> **TASK BRIEF**:
Gather the lines below that include the string "with", copying each in full.

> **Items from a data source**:
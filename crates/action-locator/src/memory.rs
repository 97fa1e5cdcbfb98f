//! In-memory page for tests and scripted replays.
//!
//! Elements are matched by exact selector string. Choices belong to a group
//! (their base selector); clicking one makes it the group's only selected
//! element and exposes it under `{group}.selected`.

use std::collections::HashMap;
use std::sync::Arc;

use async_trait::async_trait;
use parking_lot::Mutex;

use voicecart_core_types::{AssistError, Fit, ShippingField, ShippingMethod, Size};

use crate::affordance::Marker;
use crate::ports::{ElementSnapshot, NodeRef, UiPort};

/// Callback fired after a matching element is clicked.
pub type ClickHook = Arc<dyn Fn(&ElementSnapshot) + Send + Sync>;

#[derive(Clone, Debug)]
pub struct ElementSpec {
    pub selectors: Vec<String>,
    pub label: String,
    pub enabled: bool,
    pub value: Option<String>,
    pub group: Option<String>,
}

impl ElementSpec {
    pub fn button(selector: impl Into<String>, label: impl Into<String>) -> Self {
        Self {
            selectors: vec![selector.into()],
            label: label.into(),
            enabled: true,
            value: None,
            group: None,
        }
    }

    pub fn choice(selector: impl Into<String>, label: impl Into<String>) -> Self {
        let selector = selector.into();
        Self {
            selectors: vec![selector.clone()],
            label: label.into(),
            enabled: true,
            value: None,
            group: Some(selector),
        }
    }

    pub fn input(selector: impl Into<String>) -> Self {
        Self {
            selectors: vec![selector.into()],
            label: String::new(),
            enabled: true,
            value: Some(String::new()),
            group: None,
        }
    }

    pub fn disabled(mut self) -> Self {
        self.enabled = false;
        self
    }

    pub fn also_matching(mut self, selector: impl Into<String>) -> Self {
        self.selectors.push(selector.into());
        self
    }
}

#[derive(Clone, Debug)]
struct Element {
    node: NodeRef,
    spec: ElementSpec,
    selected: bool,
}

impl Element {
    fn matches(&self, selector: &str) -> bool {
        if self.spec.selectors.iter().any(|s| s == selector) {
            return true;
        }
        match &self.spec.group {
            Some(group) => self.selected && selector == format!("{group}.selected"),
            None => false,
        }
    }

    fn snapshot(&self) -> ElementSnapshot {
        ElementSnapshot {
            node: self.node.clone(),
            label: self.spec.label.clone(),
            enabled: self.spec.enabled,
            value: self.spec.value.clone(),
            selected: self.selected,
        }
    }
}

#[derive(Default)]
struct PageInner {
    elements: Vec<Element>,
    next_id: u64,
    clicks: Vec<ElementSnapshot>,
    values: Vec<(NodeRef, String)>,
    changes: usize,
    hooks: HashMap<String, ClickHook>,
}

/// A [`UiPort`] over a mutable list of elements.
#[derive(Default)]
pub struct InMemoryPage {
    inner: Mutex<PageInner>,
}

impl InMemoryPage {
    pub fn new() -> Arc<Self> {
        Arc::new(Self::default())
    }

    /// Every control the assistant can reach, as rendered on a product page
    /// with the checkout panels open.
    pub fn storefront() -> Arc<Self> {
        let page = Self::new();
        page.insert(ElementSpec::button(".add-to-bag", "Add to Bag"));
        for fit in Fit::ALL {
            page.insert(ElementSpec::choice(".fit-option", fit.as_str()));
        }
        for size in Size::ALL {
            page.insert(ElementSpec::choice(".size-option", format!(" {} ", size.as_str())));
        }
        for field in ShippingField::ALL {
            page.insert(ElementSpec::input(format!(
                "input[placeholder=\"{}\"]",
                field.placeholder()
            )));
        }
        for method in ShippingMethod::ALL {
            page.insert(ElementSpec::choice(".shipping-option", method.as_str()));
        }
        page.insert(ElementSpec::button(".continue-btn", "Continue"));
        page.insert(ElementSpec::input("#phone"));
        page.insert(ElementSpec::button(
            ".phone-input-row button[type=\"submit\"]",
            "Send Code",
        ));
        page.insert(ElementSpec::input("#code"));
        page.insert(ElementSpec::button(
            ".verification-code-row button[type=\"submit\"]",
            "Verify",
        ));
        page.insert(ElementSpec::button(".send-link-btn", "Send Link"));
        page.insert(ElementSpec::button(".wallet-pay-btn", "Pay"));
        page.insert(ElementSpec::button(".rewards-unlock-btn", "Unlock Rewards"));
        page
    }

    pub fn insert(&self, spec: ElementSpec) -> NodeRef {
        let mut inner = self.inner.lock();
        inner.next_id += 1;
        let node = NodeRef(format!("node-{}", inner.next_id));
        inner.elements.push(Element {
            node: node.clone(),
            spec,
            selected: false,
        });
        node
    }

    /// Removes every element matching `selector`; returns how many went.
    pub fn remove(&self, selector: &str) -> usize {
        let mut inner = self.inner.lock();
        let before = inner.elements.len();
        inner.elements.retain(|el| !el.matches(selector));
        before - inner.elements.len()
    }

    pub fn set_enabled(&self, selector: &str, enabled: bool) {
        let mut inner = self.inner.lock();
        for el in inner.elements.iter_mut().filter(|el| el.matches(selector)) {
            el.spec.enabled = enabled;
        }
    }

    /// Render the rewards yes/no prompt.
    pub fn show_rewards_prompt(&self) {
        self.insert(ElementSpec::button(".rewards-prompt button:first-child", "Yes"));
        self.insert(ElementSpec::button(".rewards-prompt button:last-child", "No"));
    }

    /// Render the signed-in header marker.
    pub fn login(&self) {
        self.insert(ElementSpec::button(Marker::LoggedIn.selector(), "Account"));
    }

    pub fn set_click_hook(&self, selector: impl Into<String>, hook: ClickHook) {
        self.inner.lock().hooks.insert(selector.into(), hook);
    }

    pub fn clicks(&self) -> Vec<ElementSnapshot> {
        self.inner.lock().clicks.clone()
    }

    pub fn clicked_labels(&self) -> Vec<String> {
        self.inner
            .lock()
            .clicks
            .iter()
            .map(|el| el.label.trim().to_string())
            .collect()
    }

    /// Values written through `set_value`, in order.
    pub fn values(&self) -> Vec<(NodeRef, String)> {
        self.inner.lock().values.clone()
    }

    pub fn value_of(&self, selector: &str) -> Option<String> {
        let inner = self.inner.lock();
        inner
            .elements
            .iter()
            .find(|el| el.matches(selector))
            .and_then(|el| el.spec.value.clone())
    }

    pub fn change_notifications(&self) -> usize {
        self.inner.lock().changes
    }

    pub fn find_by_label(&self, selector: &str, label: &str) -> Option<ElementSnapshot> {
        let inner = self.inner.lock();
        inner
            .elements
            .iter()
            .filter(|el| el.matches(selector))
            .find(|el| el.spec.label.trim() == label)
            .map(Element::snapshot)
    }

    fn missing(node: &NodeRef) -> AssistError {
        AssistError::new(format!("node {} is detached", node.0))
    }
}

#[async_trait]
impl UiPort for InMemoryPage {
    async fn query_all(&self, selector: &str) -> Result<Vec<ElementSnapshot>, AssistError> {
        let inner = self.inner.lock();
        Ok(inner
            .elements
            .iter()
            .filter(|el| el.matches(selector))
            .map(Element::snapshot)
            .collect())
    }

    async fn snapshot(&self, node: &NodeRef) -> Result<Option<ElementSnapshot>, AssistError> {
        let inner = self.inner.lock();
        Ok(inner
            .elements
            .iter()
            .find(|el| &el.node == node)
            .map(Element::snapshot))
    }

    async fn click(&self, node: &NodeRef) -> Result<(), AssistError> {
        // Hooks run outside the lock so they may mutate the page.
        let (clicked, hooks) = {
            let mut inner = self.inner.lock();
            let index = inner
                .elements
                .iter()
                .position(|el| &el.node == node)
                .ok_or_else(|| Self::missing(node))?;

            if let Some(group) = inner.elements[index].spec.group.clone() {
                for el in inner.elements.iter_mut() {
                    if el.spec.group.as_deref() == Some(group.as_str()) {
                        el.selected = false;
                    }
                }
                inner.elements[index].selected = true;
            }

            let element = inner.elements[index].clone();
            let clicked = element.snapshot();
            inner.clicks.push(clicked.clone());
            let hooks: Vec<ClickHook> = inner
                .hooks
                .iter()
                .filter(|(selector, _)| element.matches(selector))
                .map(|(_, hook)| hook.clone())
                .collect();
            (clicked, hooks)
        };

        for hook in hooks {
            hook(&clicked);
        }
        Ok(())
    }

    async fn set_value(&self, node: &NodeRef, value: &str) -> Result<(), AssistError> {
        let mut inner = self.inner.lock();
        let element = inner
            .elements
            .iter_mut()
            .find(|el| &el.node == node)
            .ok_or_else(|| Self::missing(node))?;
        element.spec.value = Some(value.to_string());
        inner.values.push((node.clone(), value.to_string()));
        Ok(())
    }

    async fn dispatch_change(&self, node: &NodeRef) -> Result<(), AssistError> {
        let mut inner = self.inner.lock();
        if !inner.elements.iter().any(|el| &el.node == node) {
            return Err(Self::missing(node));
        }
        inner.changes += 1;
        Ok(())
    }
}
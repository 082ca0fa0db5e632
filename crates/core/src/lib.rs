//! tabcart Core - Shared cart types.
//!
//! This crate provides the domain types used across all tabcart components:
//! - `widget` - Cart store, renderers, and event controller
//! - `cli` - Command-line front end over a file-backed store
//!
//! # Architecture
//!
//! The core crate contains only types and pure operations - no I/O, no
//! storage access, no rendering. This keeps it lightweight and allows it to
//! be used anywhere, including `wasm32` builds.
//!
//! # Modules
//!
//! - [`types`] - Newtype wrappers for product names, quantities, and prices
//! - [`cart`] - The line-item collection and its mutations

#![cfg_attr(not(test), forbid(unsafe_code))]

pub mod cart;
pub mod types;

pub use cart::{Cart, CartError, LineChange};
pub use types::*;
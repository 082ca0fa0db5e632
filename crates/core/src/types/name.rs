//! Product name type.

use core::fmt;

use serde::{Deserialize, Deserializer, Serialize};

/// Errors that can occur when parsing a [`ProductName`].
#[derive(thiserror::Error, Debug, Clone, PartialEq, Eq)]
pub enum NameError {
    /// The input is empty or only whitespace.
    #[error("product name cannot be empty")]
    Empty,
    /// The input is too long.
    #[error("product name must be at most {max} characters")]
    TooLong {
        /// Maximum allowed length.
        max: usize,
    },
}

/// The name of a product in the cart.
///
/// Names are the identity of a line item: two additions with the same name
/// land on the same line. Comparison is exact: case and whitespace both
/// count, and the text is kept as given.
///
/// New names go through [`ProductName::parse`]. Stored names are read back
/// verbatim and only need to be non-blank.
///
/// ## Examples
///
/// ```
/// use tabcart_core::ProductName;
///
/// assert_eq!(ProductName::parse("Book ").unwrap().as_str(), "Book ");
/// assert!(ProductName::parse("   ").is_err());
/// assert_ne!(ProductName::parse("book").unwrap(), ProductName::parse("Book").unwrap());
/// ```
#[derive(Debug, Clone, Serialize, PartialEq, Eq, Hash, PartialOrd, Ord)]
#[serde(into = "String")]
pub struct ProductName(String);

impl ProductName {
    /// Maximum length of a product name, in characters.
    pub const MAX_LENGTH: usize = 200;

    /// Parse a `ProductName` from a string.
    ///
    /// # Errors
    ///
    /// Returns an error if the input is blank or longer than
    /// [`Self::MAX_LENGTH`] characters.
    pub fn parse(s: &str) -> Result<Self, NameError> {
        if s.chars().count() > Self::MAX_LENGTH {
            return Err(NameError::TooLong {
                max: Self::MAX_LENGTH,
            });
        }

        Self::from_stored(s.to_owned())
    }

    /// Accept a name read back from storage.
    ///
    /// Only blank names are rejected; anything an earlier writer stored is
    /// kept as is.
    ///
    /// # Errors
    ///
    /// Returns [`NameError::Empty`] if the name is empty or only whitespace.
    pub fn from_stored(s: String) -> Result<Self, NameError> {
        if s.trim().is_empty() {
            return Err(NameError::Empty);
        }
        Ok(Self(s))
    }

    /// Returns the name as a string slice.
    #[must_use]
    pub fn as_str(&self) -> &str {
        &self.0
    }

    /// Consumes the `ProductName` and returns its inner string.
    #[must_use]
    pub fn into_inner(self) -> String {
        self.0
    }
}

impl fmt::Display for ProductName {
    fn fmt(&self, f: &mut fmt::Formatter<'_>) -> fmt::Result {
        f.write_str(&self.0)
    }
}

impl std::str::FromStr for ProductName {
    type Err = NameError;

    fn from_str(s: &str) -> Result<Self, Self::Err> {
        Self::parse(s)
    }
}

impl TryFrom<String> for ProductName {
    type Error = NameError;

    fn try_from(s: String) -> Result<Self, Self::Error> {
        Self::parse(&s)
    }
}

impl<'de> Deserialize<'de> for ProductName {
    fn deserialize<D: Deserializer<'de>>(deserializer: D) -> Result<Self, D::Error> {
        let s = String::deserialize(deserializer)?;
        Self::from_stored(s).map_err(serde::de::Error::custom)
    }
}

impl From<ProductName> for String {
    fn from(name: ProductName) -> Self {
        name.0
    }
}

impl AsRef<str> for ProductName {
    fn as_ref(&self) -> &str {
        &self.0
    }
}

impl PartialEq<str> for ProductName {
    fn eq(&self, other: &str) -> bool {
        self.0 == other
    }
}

> **SOLUTION TO THIS PROBLEM**:
    /// with the checkout panels open.
/// Names are the identity of a line item: two additions with the same name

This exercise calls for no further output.